Note how many lines in these entries contain "content", and reply with that number alone.
════════════════════
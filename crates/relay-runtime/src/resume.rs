//! Resume Handler (C13, spec §4.10).
//!
//! Re-enters the orchestrator from the step a paused task stopped at:
//! `approve`/`reject` continue from step 5 with the persisted pending tool
//! calls, `auth_complete` re-enters at step 3 (kernel build), and
//! `elicitation_response` replays the tool call that raised the
//! elicitation. Grounded on spec §4.10's contract plus
//! `original_source`'s `StateResponse`/`ResumeRequest` shapes.

use std::collections::HashMap;

use chrono::Utc;
use relay_core::ids::{ElicitationId, TaskId, UserId};
use relay_core::signal::{PendingToolCall, TurnOutcome};
use relay_core::task::{Task, TaskStatus};
use relay_kernel::KernelError;
use relay_llm::provider::ToolCallIntent;
use relay_mcp::McpServerConfig;
use relay_storage::catalog::mcp_plugin_id;
use serde_json::Value;

use relay_audit::{AuditEntry, AuditOutcome};

use crate::error::{RuntimeError, RuntimeResult};
use crate::orchestrator::{Orchestrator, build_messages};

#[derive(Debug, Clone)]
pub enum ResumeAction {
    Approve,
    Reject { message: Option<String> },
    AuthComplete,
    ElicitationResponse { elicitation_id: ElicitationId, content: Value },
}

/// `POST resume/{task_id}` body (spec §4.10). `local_plugin_ids`/`mcp_servers`
/// mirror `TurnRequest`'s fields — resuming rebuilds the kernel rather than
/// reusing one from before the pause, since no kernel is kept in memory
/// across a suspend.
#[derive(Debug, Clone)]
pub struct ResumeRequest {
    pub user_id: UserId,
    pub task_id: TaskId,
    pub local_plugin_ids: Vec<String>,
    pub mcp_servers: Vec<McpServerConfig>,
    pub action: ResumeAction,
}

impl Orchestrator {
    pub async fn resume(&self, req: ResumeRequest) -> RuntimeResult<TurnOutcome> {
        let lock = self.lock_for(&req.task_id).await;
        let _guard = lock.lock().await;

        let mut task = self
            .tasks
            .load(&req.task_id)
            .await?
            .ok_or_else(|| RuntimeError::TaskNotFound(req.task_id.clone()))?;
        if !task.is_owned_by(&req.user_id) {
            return Err(RuntimeError::Forbidden(req.task_id.clone()));
        }
        if task.status != TaskStatus::Paused {
            return Err(RuntimeError::NotPaused(req.task_id.clone()));
        }

        match req.action {
            ResumeAction::Approve => self.resume_approve(&mut task, &req.local_plugin_ids, &req.mcp_servers).await,
            ResumeAction::Reject { message } => self.resume_reject(&mut task, message).await,
            ResumeAction::AuthComplete => {
                self.resume_auth_complete(&mut task, &req.local_plugin_ids, &req.mcp_servers).await
            }
            ResumeAction::ElicitationResponse { elicitation_id, content } => {
                self.resume_elicitation(&mut task, &req.local_plugin_ids, &req.mcp_servers, elicitation_id, content)
                    .await
            }
        }
    }

    fn latest_pending_tool_calls(
        &self,
        task: &Task,
    ) -> RuntimeResult<(relay_core::ids::RequestId, Vec<PendingToolCall>, Vec<relay_llm::provider::Message>)> {
        let item = task
            .items
            .iter()
            .rev()
            .find(|it| it.pending_tool_calls.is_some())
            .ok_or_else(|| RuntimeError::NoPendingToolCalls(task.task_id.clone()))?;

        let pending: Vec<PendingToolCall> = serde_json::from_value(
            item.pending_tool_calls
                .clone()
                .expect("filtered by find above"),
        )
        .map_err(|e| RuntimeError::Storage(relay_storage::StorageError::Internal(e.to_string())))?;

        let messages: Vec<relay_llm::provider::Message> = item
            .chat_history
            .clone()
            .map(serde_json::from_value)
            .transpose()
            .map_err(|e: serde_json::Error| RuntimeError::Storage(relay_storage::StorageError::Internal(e.to_string())))?
            .unwrap_or_default();

        Ok((item.request_id.clone(), pending, messages))
    }

    async fn resume_approve(
        &self,
        task: &mut Task,
        local_plugin_ids: &[String],
        mcp_servers: &[McpServerConfig],
    ) -> RuntimeResult<TurnOutcome> {
        let (request_id, pending, mut messages) = self.latest_pending_tool_calls(task)?;

        let kernel = match self
            .kernel_builder
            .build(&task.user_id, &task.session_id, local_plugin_ids, mcp_servers)
            .await
        {
            Ok(kernel) => kernel,
            Err(KernelError::AuthRequired(challenges)) => return self.pause_for_auth(task, challenges).await,
            Err(e) => return Err(e.into()),
        };

        task.status = TaskStatus::Running;
        self.audit.append(AuditEntry {
            timestamp: Utc::now(),
            task_id: task.task_id.clone(),
            session_id: task.session_id.clone(),
            user_id: task.user_id.clone(),
            action: "hitl_check".to_string(),
            outcome: AuditOutcome::Allowed,
        });

        // Approval bypasses C10 for exactly these calls; it does not
        // disable the gate for any further tool calls the loop proposes.
        let mut sessions = HashMap::new();
        for call in &pending {
            let intent = ToolCallIntent {
                id: call.id.clone(),
                plugin: call.plugin.clone(),
                function: call.function.clone(),
                arguments: call.arguments.clone(),
            };
            if let Some(outcome) = self
                .execute_and_record(&kernel, task, &intent, mcp_servers, &mut messages, &mut sessions)
                .await?
            {
                return Ok(outcome);
            }
        }

        self.run_loop_marking_failures(&kernel, task, &request_id, mcp_servers, messages).await
    }

    async fn resume_reject(&self, task: &mut Task, message: Option<String>) -> RuntimeResult<TurnOutcome> {
        // Confirms a pending approval actually exists before accepting the
        // rejection; the pending item itself is left as the task's record
        // of what was rejected.
        self.latest_pending_tool_calls(task)?;

        let text = message.unwrap_or_else(|| "tool call rejected by user".to_string());
        task.status = TaskStatus::Failed;
        self.tasks.update(task.clone()).await?;
        self.audit.append(AuditEntry {
            timestamp: Utc::now(),
            task_id: task.task_id.clone(),
            session_id: task.session_id.clone(),
            user_id: task.user_id.clone(),
            action: "hitl_check".to_string(),
            outcome: AuditOutcome::Denied(text.clone()),
        });
        Ok(TurnOutcome::Rejected { message: text })
    }

    async fn resume_auth_complete(
        &self,
        task: &mut Task,
        local_plugin_ids: &[String],
        mcp_servers: &[McpServerConfig],
    ) -> RuntimeResult<TurnOutcome> {
        let kernel = match self
            .kernel_builder
            .build(&task.user_id, &task.session_id, local_plugin_ids, mcp_servers)
            .await
        {
            Ok(kernel) => kernel,
            Err(KernelError::AuthRequired(challenges)) => return self.pause_for_auth(task, challenges).await,
            Err(e) => return Err(e.into()),
        };

        task.status = TaskStatus::Running;
        let request_id = task
            .items
            .last()
            .map(|it| it.request_id.clone())
            .ok_or_else(|| RuntimeError::NoPendingToolCalls(task.task_id.clone()))?;
        let messages = build_messages(task);
        self.run_loop_marking_failures(&kernel, task, &request_id, mcp_servers, messages).await
    }

    async fn resume_elicitation(
        &self,
        task: &mut Task,
        local_plugin_ids: &[String],
        mcp_servers: &[McpServerConfig],
        elicitation_id: ElicitationId,
        content: Value,
    ) -> RuntimeResult<TurnOutcome> {
        let state = self.discovery.get(&task.user_id, &task.session_id).await?;
        let Some(pending) = state.pending_elicitations.get(&elicitation_id).cloned() else {
            return Err(RuntimeError::UnknownElicitation(task.task_id.clone(), elicitation_id));
        };

        let popped_id = elicitation_id.clone();
        self.discovery
            .mutate(
                &task.user_id,
                &task.session_id,
                Box::new(move |state| {
                    state.pending_elicitations.remove(&popped_id);
                }),
            )
            .await?;

        let kernel = match self
            .kernel_builder
            .build(&task.user_id, &task.session_id, local_plugin_ids, mcp_servers)
            .await
        {
            Ok(kernel) => kernel,
            Err(KernelError::AuthRequired(challenges)) => return self.pause_for_auth(task, challenges).await,
            Err(e) => return Err(e.into()),
        };

        task.status = TaskStatus::Running;
        let request_id = task
            .items
            .last()
            .map(|it| it.request_id.clone())
            .ok_or_else(|| RuntimeError::NoPendingToolCalls(task.task_id.clone()))?;
        let mut messages = build_messages(task);
        let mut sessions = HashMap::new();

        let intent = ToolCallIntent {
            id: pending.elicitation_id.to_string(),
            plugin: mcp_plugin_id(&pending.server),
            function: pending.tool_name.clone(),
            arguments: content,
        };
        if let Some(outcome) = self
            .execute_and_record(&kernel, task, &intent, mcp_servers, &mut messages, &mut sessions)
            .await?
        {
            return Ok(outcome);
        }

        self.run_loop_marking_failures(&kernel, task, &request_id, mcp_servers, messages).await
    }
}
════════════════════
_Answer to the exercise_:
5